Net revenue for the second quarter ended May 31, 2001 was $5,041,000, compared
to net revenue for the second quarter ended May 28, 2000 of $6,186,000. Net loss
for the second quarter ended May 31, 2001 was $(2,314,000), excluding
restructuring charges net loss was $(624,000), compared to net loss for the
second quarter of ended May 31, 2000 of $(130,000). The increase in net loss is
primarily attributable to lower net revenue volumes coupled with fixed
manufacturing costs.


                                       9



AMFSC-SINGAPORE

Net revenue for the second quarter ended May 31, 2001 was $2,738,000, compared
to net revenue for the second quarter ended May 28, 2000 of $2,599,000. The
increase in net revenues for the second quarter of fiscal 2000 is primarily
attributable to higher volumes of component sales to computer printer
manufacturers.
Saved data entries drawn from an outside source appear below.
//! Logging and OpenTelemetry setup
//!
//! Logs are JSON lines on stdout. When `OTEL_EXPORTER_OTLP_ENDPOINT` is set,
//! spans and metrics are also pushed over OTLP/gRPC.

use opentelemetry::trace::TracerProvider as _;
use opentelemetry::{global, KeyValue};
use opentelemetry_otlp::WithExportConfig;
use opentelemetry_sdk::metrics::{PeriodicReader, SdkMeterProvider};
use opentelemetry_sdk::propagation::TraceContextPropagator;
use opentelemetry_sdk::trace::TracerProvider;
use opentelemetry_sdk::{runtime, Resource};
use opentelemetry_semantic_conventions::resource::{SERVICE_NAME, SERVICE_VERSION};
use thiserror::Error;
use tracing_subscriber::layer::SubscriberExt;
use tracing_subscriber::util::SubscriberInitExt;
use tracing_subscriber::EnvFilter;

use crate::OPERATOR_NAME;

/// Filter used when `RUST_LOG` is unset
pub const DEFAULT_LOG_FILTER: &str =
    "info,endpoint_copier_operator=debug,kube=info,tower=warn,hyper=warn";

/// Errors raised while installing telemetry
#[derive(Debug, Error)]
pub enum TelemetryError {
    /// OTLP span exporter could not be built
    #[error("failed to initialize tracer: {0}")]
    TracerInit(String),

    /// OTLP metric exporter could not be built
    #[error("failed to initialize metrics exporter: {0}")]
    MetricsInit(String),

    /// A global subscriber was already installed
    #[error("failed to initialize tracing subscriber: {0}")]
    SubscriberInit(String),
}

/// Telemetry settings
#[derive(Debug, Clone)]
pub struct TelemetryConfig {
    /// Reported as `service.name`
    pub service_name: String,
    /// OTLP collector endpoint; `None` keeps telemetry local
    pub otlp_endpoint: Option<String>,
}

impl TelemetryConfig {
    /// Settings for this operator, reading the OTLP endpoint from the environment
    pub fn from_env() -> Self {
        Self {
            service_name: OPERATOR_NAME.to_string(),
            otlp_endpoint: std::env::var("OTEL_EXPORTER_OTLP_ENDPOINT")
                .ok()
                .filter(|e| !e.is_empty()),
        }
    }
}

/// Install the global subscriber and, if configured, OTLP exporters
pub fn init_telemetry(config: TelemetryConfig) -> Result<(), TelemetryError> {
    global::set_text_map_propagator(TraceContextPropagator::new());

    let otel_layer = match &config.otlp_endpoint {
        Some(endpoint) => {
            let resource = build_resource(&config.service_name);
            install_meter_provider(endpoint, resource.clone())?;
            let tracer = install_tracer_provider(endpoint, resource)?
                .tracer(config.service_name.clone());
            Some(tracing_opentelemetry::layer().with_tracer(tracer))
        }
        None => None,
    };

    let env_filter =
        EnvFilter::try_from_default_env().unwrap_or_else(|_| EnvFilter::new(DEFAULT_LOG_FILTER));

    let fmt_layer = tracing_subscriber::fmt::layer()
        .json()
        .with_current_span(true)
        .with_span_list(false)
        .with_target(true);

    tracing_subscriber::registry()
        .with(env_filter)
        .with(fmt_layer)
        .with(otel_layer)
        .try_init()
        .map_err(|e| TelemetryError::SubscriberInit(e.to_string()))
}

/// Service identity plus pod details from the downward API
fn build_resource(service_name: &str) -> Resource {
    let mut attributes = vec![
        KeyValue::new(SERVICE_NAME, service_name.to_string()),
        KeyValue::new(SERVICE_VERSION, env!("CARGO_PKG_VERSION")),
    ];
    for (var, key) in [
        ("POD_NAME", "k8s.pod.name"),
        ("POD_NAMESPACE", "k8s.namespace.name"),
        ("NODE_NAME", "k8s.node.name"),
    ] {
        if let Ok(value) = std::env::var(var) {
            attributes.push(KeyValue::new(key, value));
        }
    }
    Resource::new(attributes)
}

fn install_tracer_provider(
    endpoint: &str,
    resource: Resource,
) -> Result<TracerProvider, TelemetryError> {
    let exporter = opentelemetry_otlp::SpanExporter::builder()
        .with_tonic()
        .with_endpoint(endpoint)
        .build()
        .map_err(|e| TelemetryError::TracerInit(e.to_string()))?;

    let provider = TracerProvider::builder()
        .with_batch_exporter(exporter, runtime::Tokio)
        .with_resource(resource)
        .build();
    global::set_tracer_provider(provider.clone());
    Ok(provider)
}

fn install_meter_provider(endpoint: &str, resource: Resource) -> Result<(), TelemetryError> {
    let exporter = opentelemetry_otlp::MetricExporter::builder()
        .with_tonic()
        .with_endpoint(endpoint)
        .build()
        .map_err(|e| TelemetryError::MetricsInit(e.to_string()))?;

    let provider = SdkMeterProvider::builder()
        .with_reader(PeriodicReader::builder(exporter, runtime::Tokio).build())
        .with_resource(resource)
        .build();
    global::set_meter_provider(provider);
    Ok(())
}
Printer supply sales to key customer accounts have reflected
continued growth in the installed base, growth in printing from the Internet and
increased usage of newly introduced products. Net income for the second quarter
ended May 31, 2001 was $252,000, compared to net income for the second quarter
ended May 28, 2000 of $355,000. Decrease in net income is primarily attributable
to the gross profit sharing agreement with the Company's strategic manufacturing
partner in Singapore.


AML-IRELAND

Net revenue for the second quarter ended May 31, 2001 was $2,176,000, compared
to net revenue for the second quarter ended May 28, 2000 of $1,458,000. The
increase in net revenues for the second quarter of fiscal 2001 is primarily
attributable to higher volumes of component sales to computer printer
manufacturers. Printer supply sales to key customer accounts reflected continued
growth in the installed base, growth in printing from the Internet and increased
usage of newly introduced products. Net income for the second quarter ended May
31, 2001 was $87,000, compared to net income for the second quarter ended May
28, 2000 of $41,000.

FY 01 SIX MONTHS VERSUS FY 00


AMI-U.S. OPERATIONS
Net revenue for the six months ended May 31, 2001 was $10,394,000, compared to
net revenue for the six months ended May 28, 2000 of $11,853,000. Net loss for
the six months ended May 31, 2001 was $(3,033,000), excluding restructuring
charges net loss was $(1,343,000), compared to net loss for the six months ended
May 31, 2000 of $(287,000). The increase in net loss excluding restructuring
charges is primarily attributable to lower net revenue volumes coupled with
fixed manufacturing costs.

AMFSC-SINGAPORE

Net revenue for the six months ended May 31, 2001 was $5,171,000, compared to
net revenue for the six months ended May 28, 2000 of $4,874,000. The increase in
net revenues for the six months of fiscal 2001 is primarily attributable to
higher volumes of component sales to computer printer manufacturers. Printer
supply sales to key customer accounts will reflect continued growth in the
installed base, growth in printing from the Internet and increased usage of
newly introduced products. Net income for the six months ended May 31, 2001 was
$462,000, compared to net income for the six months ended May 28, 2000 of
$726,000. Decrease in net income is primarily attributable to the gross profit
sharing agreement with the Company's strategic manufacturing partner in
Singapore.

AML-IRELAND

Net revenue for the six months ended May 31, 2001 was $4,339,000, compared to
net revenue for the six months ended May 28, 2000 of $2,997,000. The increase in
net revenues for the six months of fiscal 2001 is primarily attributable to
higher volumes of component sales to computer printer manufacturers. Printer
supply sales to key customer accounts reflected continued growth in the
installed base, growth in printing from the Internet and increased usage of
newly introduced products. Net income for the six months ended May 31, 2001 was
$203,000, compared to net income for the six months ended May 28, 2000 of
$78,000. Increase is primarily due to higher sales volume.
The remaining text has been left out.